Depuis le 11 septembre 2001, deux Grands Récits opposés se sont disputés
l'intelligence du monde : la guerre américaine contre la terreur et l'exaltation
du martyre par les jihadistes. En voulant nous sauver du Mal - l'un pour
parachuter la démocratie au Moyen-Orient, l'autre pour assurer l'apothéose
de l'islamisme radical sur la planète - ils ont enfanté la barbarie. En restent
des images d'abjection et de violence qui peuplent les écrans de télévision
et d'ordinateur : otages occidentaux égorgés en Irak, victimes déchiquetées
d'attentats-suicides, prisonniers musulmans dénudés à Abou Ghraïb ou
torturés à Guantanamo. Mais sur le terrain, ni les néo-conservateurs ni
Al Qa'ida ne l'ont emporté, basculant au contraire dans la déchéance morale.
Et ils ont ouvert la voie à leur ennemi commun de Téhéran - ravivant les conflits
entre chiites et sunnites, entre Persans et Arabes, sur les rives pétrolifères
d'un Golfe désormais hanté par la menace nucléaire. Avec les succès remportés
par le Hezbollah face à Israël, la conquête de Gaza par Hamas, le fiasco de
l'occupation de l'Irak, la paix américaine, qui devait simultanément sécuriser
l'État hébreu et les flux d'hydrocarbures, s'est avérée une chimère.

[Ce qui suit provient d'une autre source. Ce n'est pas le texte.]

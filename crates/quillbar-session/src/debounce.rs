use std::time::{Duration, Instant};

/// Delay-and-coalesce timer for persistence.
///
/// Every content mutation pokes the timer, pushing the deadline out by
/// the window; the save fires only once the deadline passes with no
/// further pokes. Purely deadline-based, so hosts drive it from whatever
/// event loop they have and tests drive it with synthetic instants.
#[derive(Debug, Clone)]
pub struct Debounce {
    window: Duration,
    deadline: Option<Instant>,
}

impl Debounce {
    /// Matches the shell's autosave window.
    pub const DEFAULT_WINDOW: Duration = Duration::from_millis(350);

    pub fn new(window: Duration) -> Self {
        Self {
            window,
            deadline: None,
        }
    }

    /// Resets the deadline to `now + window`.
    pub fn poke(&mut self, now: Instant) {
        self.deadline = Some(now + self.window);
    }

    /// True while a deadline is armed.
    pub fn pending(&self) -> bool {
        self.deadline.is_some()
    }

    /// Fires at most once per armed deadline: returns true and disarms
    /// when the deadline has passed.
    pub fn ready(&mut self, now: Instant) -> bool {
        match self.deadline {
            Some(deadline) if now >= deadline => {
                self.deadline = None;
                true
            }
            _ => false,
        }
    }

    pub fn cancel(&mut self) {
        self.deadline = None;
    }
}

impl Default for Debounce {
    fn default() -> Self {
        Self::new(Self::DEFAULT_WINDOW)
    }
}

#[cfg(test)]
mod tests {
    use super::*;

    #[test]
    fn fires_after_window_passes() {
        let mut d = Debounce::new(Duration::from_millis(350));
        let t0 = Instant::now();
        d.poke(t0);
        assert!(!d.ready(t0 + Duration::from_millis(100)));
        assert!(d.ready(t0 + Duration::from_millis(350)));
        // Disarmed after firing
        assert!(!d.ready(t0 + Duration::from_millis(1000)));
        assert!(!d.pending());
    }

    #[test]
    fn poke_resets_the_deadline() {
        let mut d = Debounce::new(Duration::from_millis(350));
        let t0 = Instant::now();
        d.poke(t0);
        d.poke(t0 + Duration::from_millis(300));
        // Original deadline passed, but the second poke pushed it out
        assert!(!d.ready(t0 + Duration::from_millis(400)));
        assert!(d.ready(t0 + Duration::from_millis(650)));
    }

    #[test]
    fn cancel_disarms() {
        let mut d = Debounce::default();
        let t0 = Instant::now();
        d.poke(t0);
        d.cancel();
        assert!(!d.ready(t0 + Duration::from_secs(10)));
    }
}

Comment rompre le cercle vicieux de la Terreur et du Martyre ? L'Europe,
pourtant marginalisée depuis le 11 septembre, cible d'attentats islamistes
à Londres ou Amsterdam, prise en otage par l'affaire des caricatures du
Prophète, secouée par les émeutes des banlieues françaises, représente
paradoxalement le vecteur de la rencontre concrète entre tous ceux qui
partagent la même volonté de relever le défi de civilisation face à cette
barbarie. En construisant un espace de prospérité qui s'étende jusqu'au Golfe
à travers la Méditerranée, elle établira les contours d'une nouvelle région
fournissant le seul cadre adéquat pour la paix - à condition qu'elle fasse preuve
de courage politique.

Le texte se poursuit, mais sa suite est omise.